### SOURCE DATA ###

impl BitstreamWriter {
    /// Create a new bitstream writer with specified capacity
    pub fn new(capacity: usize) -> Self {
        Self {
            buffer: Vec::with_capacity(capacity),
            cache: 0,
            cache_bits: 0,
            position: 0,
            headers: VecDeque::new(),
            next_timing: 0,
        }
    }

    /// Append `bits` bits of main data, most significant first.
    ///
    /// A queued header is inserted first whenever the stream sits on its
    /// frame boundary.
    pub fn write_bits(&mut self, value: u32, bits: u32) {
        debug_assert!(bits <= 32);
        let mut remaining = bits;
        while remaining > 0 {
            if self.cache_bits == 0 {
                self.insert_due_headers();
            }
            let room = 8 - u32::from(self.cache_bits);
            let k = room.min(remaining);
            remaining -= k;
            let chunk = (value >> remaining) & ((1u32 << k) - 1);
            self.cache = (self.cache << k) | chunk;
            self.cache_bits += k as u8;
            self.position += k as usize;
            if self.cache_bits == 8 {
                self.buffer.push(self.cache as u8);
                self.cache = 0;
                self.cache_bits = 0;
            }
        }
    }

    fn insert_due_headers(&mut self) {
        while self.cache_bits == 0
            && self
                .headers
                .front()
                .map_or(false, |h| h.write_timing == self.position)
        {
            if let Some(header) = self.headers.pop_front() {
                self.position += header.bytes.len() * 8;
                self.buffer.extend_from_slice(&header.bytes);
            }
        }
    }

    /// Ancillary zero bits
    fn drain(&mut self, mut bits: usize) {
        while bits > 0 {
            let k = bits.min(32);
            self.write_bits(0, k as u32);
            bits -= k;
        }
    }

    /// Main data slots of already queued frames that are still empty
    fn banked_bits(&self) -> i64 {
        let queued: usize = self.headers.iter().map(|h| h.bytes.len() * 8).sum();
        self.next_timing as i64 - self.position as i64 - queued as i64
    }

    /// Write one encoded frame.
    ///
    /// Emits the stuffing the reservoir asked for before the main data,
    /// queues header and side information, writes scalefactors and
    /// Huffman data of every granule, then the stuffing that goes after
    /// it. On return `side.main_data_begin` holds the value for the next
    /// frame. Returns the frame length in bits.
    pub fn format_frame(
        &mut self,
        session: &SessionConfig,
        side: &mut SideInfo,
        header: FrameHeader,
        reservoir: &mut BitReservoir,
    ) -> EncodingResult<i32> {
        let frame_bits = session.frame_bits(header.bitrate_index, header.padding);
        let max_begin = if session.mode_gr == 2 { 511 } else { 255 };
        if side.main_data_begin < 0 || side.main_data_begin > max_begin {
            return Err(EncodingError::BitstreamError(format!(
                "main_data_begin {} outside 0..={}",
                side.main_data_begin, max_begin
            )));
        }

        self.drain(side.resv_drain_pre.max(0) as usize);

        if self.position > self.next_timing {
            return Err(EncodingError::BitstreamError(format!(
                "main data overran the frame boundary at bit {} by {} bits",
                self.next_timing,
                self.position - self.next_timing
            )));
        }
        let bytes = encode_side_info(session, side, header);
        self.headers.push_back(PendingHeader {
            write_timing: self.next_timing,
            bytes,
        });
        self.next_timing += frame_bits as usize;

        let mut bits = 8 * session.sideinfo_len as i32;
        bits += self.write_main_data(session, side)?;
        self.drain(side.resv_drain_post.max(0) as usize);
        bits += side.resv_drain_post;
        self.insert_due_headers();

        side.main_data_begin += (frame_bits - bits) / 8;

        let banked = self.banked_bits();
        if banked != i64::from(reservoir.reservoir_size()) {
            warn!(
                "bitstream holds {} unfilled bits, reservoir expects {}",
                banked,
                reservoir.reservoir_size()
            );
        }
        if side.main_data_begin * 8 != reservoir.reservoir_size() {
            warn!(
                "main_data_begin {} bytes disagrees with reservoir of {} bits, resyncing",
                side.main_data_begin,
                reservoir.reservoir_size()
            );
            reservoir.resync(side.main_data_begin * 8);
        }

        trace!(
            "frame at bit {}: {} bits, next main_data_begin {}",
            self.next_timing - frame_bits as usize,
            frame_bits,
            side.main_data_begin
        );
        Ok(frame_bits)
    }

    fn write_main_data(&mut self, session: &SessionConfig, side: &SideInfo) -> EncodingResult<i32> {
        let mut total = 0;
        for gr in 0..session.mode_gr {
            for ch in 0..session.channels {
                let gi = &side.tt[gr][ch];
                let scale_bits = if session.mode_gr == 2 {
                    self.write_scalefactors(gi)
                } else {
                    self.write_lsf_scalefactors(gi)
                };
                let data_bits = if gi.block_type == BlockType::Short {
                    self.write_short_big_values(session, gi)
                } else {
                    self.write_long_big_values(session, gi)
                } + self.write_count1(gi);

                let counted = gi.part2_3_length + gi.part2_length;
                let written = scale_bits + data_bits;
                if written != counted {
                    return Err(EncodingError::BitCountMismatch { counted, written });
                }
                total += written;
            }
        }
        Ok(total)
    }

    fn write_scalefactors(&mut self, gi: &GranuleInfo) -> i32 {
        let slen1 = SLEN1_TAB[gi.scalefac_compress as usize];
        let slen2 = SLEN2_TAB[gi.scalefac_compress as usize];
        let mut bits = 0;
        for sfb in 0..gi.sfbmax {
            // shared with granule 0 through scfsi
            if gi.scalefac[sfb] == -1 {
                continue;
            }
            let slen = if sfb < gi.sfbdivide { slen1 } else { slen2 };
            self.write_bits(gi.scalefac[sfb] as u32, slen as u32);
            bits += slen;
        }
        bits
    }

    fn write_lsf_scalefactors(&mut self, gi: &GranuleInfo) -> i32 {
        let per_band = if gi.block_type == BlockType::Short { 3 } else { 1 };
        let mut bits = 0;
        let mut i = 0;
        for (&count, &slen) in gi.sfb_partition_table.iter().zip(gi.slen.iter()) {
            for _ in 0..count {
                self.write_bits(gi.scalefac[i].max(0) as u32, slen as u32);
                bits += slen;
                i += 1;
            }
        }
        debug_assert!(i % per_band == 0);
        bits
    }

    fn write_long_big_values(&mut self, session: &SessionConfig, gi: &GranuleInfo) -> i32 {
        let bands = &session.bands.l;
        let big_values = gi.big_values;
        let r1 = gi.region0_count + 1;
        let r2 = r1 + gi.region1_count + 1;
        let region1_start = bands[r1.min(bands.len() - 1)].min(big_values);
        let region2_start = bands[r2.min(bands.len() - 1)].min(big_values);

        self.write_pairs(gi, gi.table_select[0], 0, region1_start)
            + self.write_pairs(gi, gi.table_select[1], region1_start, region2_start)
            + self.write_pairs(gi, gi.table_select[2], region2_start, big_values)
    }

    fn write_short_big_values(&mut self, session: &SessionConfig, gi: &GranuleInfo) -> i32 {
        let region1_start = (3 * session.bands.s[3]).min(gi.big_values);
        self.write_pairs(gi, gi.table_select[0], 0, region1_start)
            + self.write_pairs(gi, gi.table_select[1], region1_start, gi.big_values)
    }

    /// Huffman code, then linbits and sign of each value of the pairs in
    /// `start..end`
    fn write_pairs(&mut self, gi: &GranuleInfo, table: usize, start: usize, end: usize) -> i32 {
        if table == 0 || start >= end {
            return 0;
        }
        let h = &HT[table];
        let mut bits = 0;
        for i in (start..end).step_by(2) {
            let (x, y) = (gi.l3_enc[i], gi.l3_enc[i + 1]);
            let cx = if h.linbits > 0 { x.min(15) } else { x } as usize;
            let cy = if h.linbits > 0 { y.min(15) } else { y } as usize;
            let idx = cx * h.xlen + cy;
            let len = u32::from(h.lengths[idx]);
            self.write_bits(h.codes[idx], len);
            bits += len as i32;

            for (value, xr, escaped) in [(x, gi.xr[i], cx == 15), (y, gi.xr[i + 1], cy == 15)] {
                if h.linbits > 0 && escaped {
                    self.write_bits((value - 15) as u32, h.linbits);
                    bits += h.linbits as i32;
                }
                if value != 0 {
                    self.write_bits(u32::from(xr < 0.0), 1);
                    bits += 1;
                }
            }
        }
        bits
    }

    fn write_count1(&mut self, gi: &GranuleInfo) -> i32 {
        let h = &HT[32 + gi.count1table_select];
        let mut bits = 0;
        for i in (gi.big_values..gi.count1).step_by(4) {
            let quad = &gi.l3_enc[i..i + 4];
            let idx = quad.iter().fold(0usize, |acc, &v| (acc << 1) | (v != 0) as usize);
            let len = u32::from(h.lengths[idx]);
            self.write_bits(h.codes[idx], len);
            bits += len as i32;
            for (k, &v) in quad.iter().enumerate() {
                if v != 0 {
                    self.write_bits(u32::from(gi.xr[i + k] < 0.0), 1);
                    bits += 1;
                }
            }
        }
        bits
    }

    /// Complete the last frame with ancillary bits and byte-align.
    ///
    /// Every queued header reaches the output; the reservoir and
    /// `main_data_begin` start over from zero. Returns the stuffing bits.
    pub fn flush(&mut self, side: &mut SideInfo, reservoir: &mut BitReservoir) -> usize {
        let stuffing = self.banked_bits().max(0) as usize;
        self.drain(stuffing);
        self.insert_due_headers();
        if self.cache_bits > 0 {
            let pad = 8 - u32::from(self.cache_bits);
            self.write_bits(0, pad);
        }
        side.main_data_begin = 0;
        reservoir.resync(0);
        stuffing
    }

    /// Whole bytes ready for output
    pub fn pending_bytes(&self) -> usize {
        self.buffer.len()
    }

    /// Move the ready bytes into `out`.
    ///
    /// Nothing is consumed when `out` cannot hold all of them.
    pub fn copy_buffer(&mut self, out: &mut [u8]) -> EncodingResult<usize> {
        let needed = self.buffer.len();
        if out.len() < needed {
            return Err(EncodingError::BufferTooSmall {
                needed,
                available: out.len(),
            });
        }
        out[..needed].copy_from_slice(&self.buffer);
        self.buffer.clear();
        Ok(needed)
    }

    /// Take the ready bytes
    pub fn take_bytes(&mut self) -> Vec<u8> {
        std::mem::take(&mut self.buffer)
    }

    /// Reset the writer to the start of a new stream
    pub fn reset(&mut self) {
        self.buffer.clear();
        self.cache = 0;
        self.cache_bits = 0;
        self.position = 0;
        self.headers.clear();
        self.next_timing = 0;
    }

    /// Get the number of bits written so far
    pub fn bits_written(&self) -> usize {
        self.position
    }
}
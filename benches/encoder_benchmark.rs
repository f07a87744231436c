//! Benchmark tests for the Layer III encoder
//!
//! These benchmarks measure the quantization loop on a single granule and
//! the whole encoding pipeline for each iteration strategy.

use criterion::{black_box, criterion_group, criterion_main, Criterion};
use layer3_rs::distortion::{calc_xmin, MaskingParams};
use layer3_rs::iteration::LoopState;
use layer3_rs::types::{GranuleInfo, PsyRatio, XrPow, GRANULE_SIZE, SBMAX_L, SFBMAX};
use layer3_rs::{encode_pcm_to_mp3, EncoderConfig, VbrMode};

fn noise_spectrum(amp: f32) -> [f32; GRANULE_SIZE] {
    let mut xr = [0.0; GRANULE_SIZE];
    let mut state = 0x1234_5678u32;
    for (i, x) in xr.iter_mut().enumerate() {
        state = state.wrapping_mul(1103515245).wrapping_add(12345);
        let tilt = 1.0 / (1.0 + i as f32 / 64.0);
        *x = ((state >> 8) as f32 / (1u32 << 23) as f32 - 1.0) * amp * tilt;
    }
    xr
}

fn benchmark_config_resolve(c: &mut Criterion) {
    let config = EncoderConfig::new(44100, 2).bitrate(192).quality(2);

    c.bench_function("config_resolve", |b| {
        b.iter(|| {
            black_box(config.resolve()).unwrap();
        })
    });
}

fn benchmark_outer_loop(c: &mut Criterion) {
    let session = EncoderConfig::new(44100, 1).bitrate(128).quality(2).resolve().unwrap();
    let mut state = LoopState::new(&session);
    let mut ratio = PsyRatio::default();
    ratio.en.l = [1.0; SBMAX_L];
    ratio.thm.l = [1e-4; SBMAX_L];

    let mut template = GranuleInfo { xr: noise_spectrum(2000.0), ..GranuleInfo::default() };
    state.quantizer.init_outer_loop(&mut template, &state.ath);
    let mut xmin = [0.0f32; SFBMAX];
    calc_xmin(&state.ath, state.quantizer.factors(), &MaskingParams::default(), &ratio, &mut template, &mut xmin);

    c.bench_function("outer_loop_long_granule", |b| {
        b.iter(|| {
            let mut gi = template.clone();
            let mut xrpow = XrPow::default();
            state.quantizer.init_xrpow(&mut gi, &mut xrpow);
            let over = state.quantizer.outer_loop(&mut gi, black_box(&xmin), &mut xrpow, 0, black_box(1600));
            black_box((over, gi.part2_3_length));
        })
    });
}

fn benchmark_stream_encode(c: &mut Criterion) {
    let left = util::white_noise(44100, 0.3, 1);
    let right = util::sine(44100, 440.0, 44100, 0.5).unwrap();
    let pcm = util::interleave(&left, &right).unwrap();

    let configs = [
        ("encode_1s_cbr128", EncoderConfig::new(44100, 2).bitrate(128)),
        ("encode_1s_abr160", EncoderConfig::new(44100, 2).vbr(VbrMode::Abr).bitrate(160)),
        ("encode_1s_vbr_rh", EncoderConfig::new(44100, 2).vbr(VbrMode::Rh).vbr_quality(4.0)),
        ("encode_1s_vbr_mtrh", EncoderConfig::new(44100, 2).vbr(VbrMode::Mtrh).vbr_quality(4.0)),
    ];
    let mut group = c.benchmark_group("stream");
    group.sample_size(10);
    for (name, config) in configs {
        group.bench_function(name, |b| {
            b.iter(|| {
                let mp3 = encode_pcm_to_mp3(config.clone(), black_box(&pcm)).unwrap();
                black_box(mp3.len());
            })
        });
    }
    group.finish();
}

criterion_group!(benches, benchmark_config_resolve, benchmark_outer_loop, benchmark_stream_encode);
criterion_main!(benches);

###

YOUR OBJECTIVE: Up to and including the line with "while remaining >", print every line of the records from the start.

TASK RESPONSE:
impl BitstreamWriter {
    /// Create a new bitstream writer with specified capacity
    pub fn new(capacity: usize) -> Self {
        Self {
            buffer: Vec::with_capacity(capacity),
            cache: 0,
            cache_bits: 0,
            position: 0,
            headers: VecDeque::new(),
            next_timing: 0,
        }
    }

    /// Append `bits` bits of main data, most significant first.
    ///
    /// A queued header is inserted first whenever the stream sits on its
    /// frame boundary.
    pub fn write_bits(&mut self, value: u32, bits: u32) {
        debug_assert!(bits <= 32);
        let mut remaining = bits;
        while remaining > 0 {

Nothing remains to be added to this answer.